Wang Xiaoyan, Gao Honglei, Gao Yulong, Fu Chaoyang, Wang Zhi, Lu Guili, Cheng Yu, Wang Xiaomei
Division of Avian Infectious Diseases, National Key Laboratory of Veterinary Biotechnology, Harbin Veterinary Research Institute, The Chinese Academy of Agricultural Sciences, 427 Maduan Street, Harbin 150001, China.
J Virol Methods. 2007 Aug;143(2):194-9. doi: 10.1016/j.jviromet.2007.03.016. Epub 2007 May 3.
To map the epitopes of VP2 protein of chicken anemia virus (CAV), VP2 was expressed as a fusion protein in Escherichia coli BL21 (DE3). The Western blot demonstrated that recombinant VP2 protein could be recognized by sera of chickens infected with CAV. Female BALB/c mice were immunized with purified recombinant VP2 produced in E. coli BL21 (DE3) and seven VP2-specific monoclonal antibodies (MAbs) were developed. The results of Western blot showed that all the seven MAbs recognized the recombinant VP2 protein expressed in the baculovirus and reacted with MDCC-MSB1 cells infected with CAV by indirect immunofluorescence assay. The VP2 protein was dissected into 21 overlapping fragments, expressed as fusion peptides in E. coli and used for epitope mapping by pepscan analysis. ELISA and Western blot assays indicated that most of MAbs reacted with the 12th and 13th fragments (amino acids 111-136) and one of them reacted with the 3rd fragment (amino acids 21-36). The linear immunodominant epitope of VP2 was located mainly in amino acid residues 111-126 and 121-136.

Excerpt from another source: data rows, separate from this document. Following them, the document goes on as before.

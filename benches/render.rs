// SPDX-FileCopyrightText: 2026 Bruno Meilick
// SPDX-License-Identifier: LicenseRef-Nereid-FreeUse-NoCopy-NoDerivatives
//
// All rights reserved.
//
// This file is part of glyphtree and is proprietary software.
// Unauthorized copying, modification, or distribution is prohibited.

use criterion::{black_box, criterion_group, criterion_main, Criterion};

use glyphtree::layout::layout_tree;
use glyphtree::render::{render_layout, render_tree, render_tree_annotated};

mod fixtures;
mod profiler;

// Benchmark identity (keep stable):
// - Group names in this file: `render.tree`, `render.layout_only`, `render.annotated`
// - Case IDs come from `fixtures::Case::id`; rename wiring, never IDs.
fn benches_render(c: &mut Criterion) {
    let mut group = c.benchmark_group("render.tree");
    for case in fixtures::Case::ALL {
        let tree = fixtures::fixture(case);
        group.bench_function(case.id(), move |b| {
            b.iter(|| {
                let rendered = render_tree(Some(black_box(&tree))).expect("render_tree");
                black_box(rendered.len())
            })
        });
    }
    group.finish();

    // Rasterization alone: the layout is computed once outside the timed loop.
    let mut group = c.benchmark_group("render.layout_only");
    for case in [fixtures::Case::Sample, fixtures::Case::Complete10] {
        let tree = fixtures::fixture(case);
        group.bench_function(case.id(), move |b| {
            let layout = layout_tree(Some(&tree)).expect("layout_tree");
            b.iter(|| {
                let rendered =
                    render_layout(Some(black_box(&tree)), black_box(&layout)).expect("render");
                black_box(rendered.len())
            })
        });
    }
    group.finish();

    let mut group = c.benchmark_group("render.annotated");
    for case in [fixtures::Case::Sample, fixtures::Case::Complete6] {
        let tree = fixtures::fixture(case);
        group.bench_function(case.id(), move |b| {
            b.iter(|| {
                let annotated =
                    render_tree_annotated(Some(black_box(&tree))).expect("render_tree_annotated");
                black_box(annotated.highlight_index.len())
            })
        });
    }
    group.finish();
}

criterion_group! {
    name = benches;
    config = profiler::criterion();
    targets = benches_render
}
criterion_main!(benches);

为了绘制鸡贫血病毒(CAV)VP2蛋白的表位图谱,VP2在大肠杆菌BL21(DE3)中作为融合蛋白表达。蛋白质免疫印迹法表明,重组VP2蛋白能被感染CAV的鸡血清识别。用在大肠杆菌BL21(DE3)中产生的纯化重组VP2免疫雌性BALB/c小鼠,获得了7种VP2特异性单克隆抗体(MAb)。蛋白质免疫印迹法结果显示,所有7种MAb均能识别杆状病毒中表达的重组VP2蛋白,并通过间接免疫荧光试验与感染CAV的MDCC-MSB1细胞发生反应。将VP2蛋白切割成21个重叠片段,在大肠杆菌中作为融合肽表达,并通过肽扫描分析用于表位图谱绘制。酶联免疫吸附测定和蛋白质免疫印迹试验表明,大多数MAb与第12和13个片段(氨基酸111 - 136)反应,其中一种与第3个片段(氨基酸21 - 36)反应。VP2的线性免疫显性表位主要位于氨基酸残基111 - 126和121 - 136处。